* _Task_
Everything from the line containing "data update has" to the end of the records should be reproduced exactly, and nothing before it.
▼
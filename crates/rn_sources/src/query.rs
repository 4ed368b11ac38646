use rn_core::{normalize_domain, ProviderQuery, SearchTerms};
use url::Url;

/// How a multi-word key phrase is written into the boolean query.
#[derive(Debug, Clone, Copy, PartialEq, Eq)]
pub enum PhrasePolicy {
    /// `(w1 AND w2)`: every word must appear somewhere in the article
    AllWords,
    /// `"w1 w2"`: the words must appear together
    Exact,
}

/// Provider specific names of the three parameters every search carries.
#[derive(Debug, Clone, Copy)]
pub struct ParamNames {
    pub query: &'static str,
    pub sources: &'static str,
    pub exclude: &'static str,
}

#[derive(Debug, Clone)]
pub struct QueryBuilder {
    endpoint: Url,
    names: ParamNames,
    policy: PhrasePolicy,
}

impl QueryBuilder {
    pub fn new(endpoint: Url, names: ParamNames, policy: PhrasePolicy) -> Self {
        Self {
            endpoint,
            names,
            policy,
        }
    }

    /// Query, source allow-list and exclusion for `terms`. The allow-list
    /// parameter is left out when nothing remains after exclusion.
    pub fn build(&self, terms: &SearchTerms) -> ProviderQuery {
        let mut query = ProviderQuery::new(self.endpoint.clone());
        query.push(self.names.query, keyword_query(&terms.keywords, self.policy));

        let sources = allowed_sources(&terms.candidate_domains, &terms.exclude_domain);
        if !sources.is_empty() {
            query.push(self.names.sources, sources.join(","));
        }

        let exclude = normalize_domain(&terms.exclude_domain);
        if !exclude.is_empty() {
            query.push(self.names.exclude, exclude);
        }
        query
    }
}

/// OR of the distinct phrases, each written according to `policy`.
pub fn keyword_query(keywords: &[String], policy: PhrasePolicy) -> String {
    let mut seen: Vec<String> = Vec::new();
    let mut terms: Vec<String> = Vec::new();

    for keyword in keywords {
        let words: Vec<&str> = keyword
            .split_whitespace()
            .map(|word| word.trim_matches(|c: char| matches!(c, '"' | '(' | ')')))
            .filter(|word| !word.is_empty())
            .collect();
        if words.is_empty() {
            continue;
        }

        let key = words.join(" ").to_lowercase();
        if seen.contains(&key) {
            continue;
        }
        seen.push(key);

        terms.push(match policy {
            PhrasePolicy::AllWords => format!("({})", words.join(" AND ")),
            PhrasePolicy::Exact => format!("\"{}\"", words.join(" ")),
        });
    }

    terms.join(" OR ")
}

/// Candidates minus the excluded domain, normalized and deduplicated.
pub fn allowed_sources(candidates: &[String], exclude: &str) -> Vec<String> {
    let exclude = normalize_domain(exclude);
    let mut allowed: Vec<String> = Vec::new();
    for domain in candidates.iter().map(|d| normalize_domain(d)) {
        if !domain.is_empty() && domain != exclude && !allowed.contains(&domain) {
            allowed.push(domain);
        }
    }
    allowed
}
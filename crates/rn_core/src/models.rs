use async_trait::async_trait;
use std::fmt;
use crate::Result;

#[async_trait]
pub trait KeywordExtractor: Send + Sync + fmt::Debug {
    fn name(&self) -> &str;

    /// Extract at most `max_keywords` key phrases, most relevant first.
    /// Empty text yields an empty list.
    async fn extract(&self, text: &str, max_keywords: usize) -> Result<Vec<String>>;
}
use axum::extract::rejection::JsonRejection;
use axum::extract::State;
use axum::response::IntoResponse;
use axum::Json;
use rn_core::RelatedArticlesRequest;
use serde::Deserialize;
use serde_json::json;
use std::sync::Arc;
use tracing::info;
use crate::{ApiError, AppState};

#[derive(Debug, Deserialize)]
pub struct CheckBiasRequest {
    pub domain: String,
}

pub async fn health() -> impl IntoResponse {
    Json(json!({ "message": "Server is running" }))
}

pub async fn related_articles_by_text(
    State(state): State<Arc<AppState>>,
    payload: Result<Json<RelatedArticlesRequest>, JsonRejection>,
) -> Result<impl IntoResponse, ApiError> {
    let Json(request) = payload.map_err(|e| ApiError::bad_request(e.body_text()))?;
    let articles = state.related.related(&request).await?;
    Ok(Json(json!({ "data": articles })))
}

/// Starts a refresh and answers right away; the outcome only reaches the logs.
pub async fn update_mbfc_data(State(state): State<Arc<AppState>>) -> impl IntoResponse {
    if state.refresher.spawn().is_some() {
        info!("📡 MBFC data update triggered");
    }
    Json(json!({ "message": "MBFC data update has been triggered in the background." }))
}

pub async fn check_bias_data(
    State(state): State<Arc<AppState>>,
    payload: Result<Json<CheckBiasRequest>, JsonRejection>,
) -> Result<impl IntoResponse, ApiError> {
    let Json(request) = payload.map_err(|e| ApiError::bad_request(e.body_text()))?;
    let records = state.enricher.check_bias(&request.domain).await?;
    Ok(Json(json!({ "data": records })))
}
▲
* _Response for this exercise_
    Json(json!({ "message": "MBFC data update has been triggered in the background." }))
}

pub async fn check_bias_data(
    State(state): State<Arc<AppState>>,
    payload: Result<Json<CheckBiasRequest>, JsonRejection>,
) -> Result<impl IntoResponse, ApiError> {
    let Json(request) = payload.map_err(|e| ApiError::bad_request(e.body_text()))?;
    let records = state.enricher.check_bias(&request.domain).await?;
    Ok(Json(json!({ "data": records })))
}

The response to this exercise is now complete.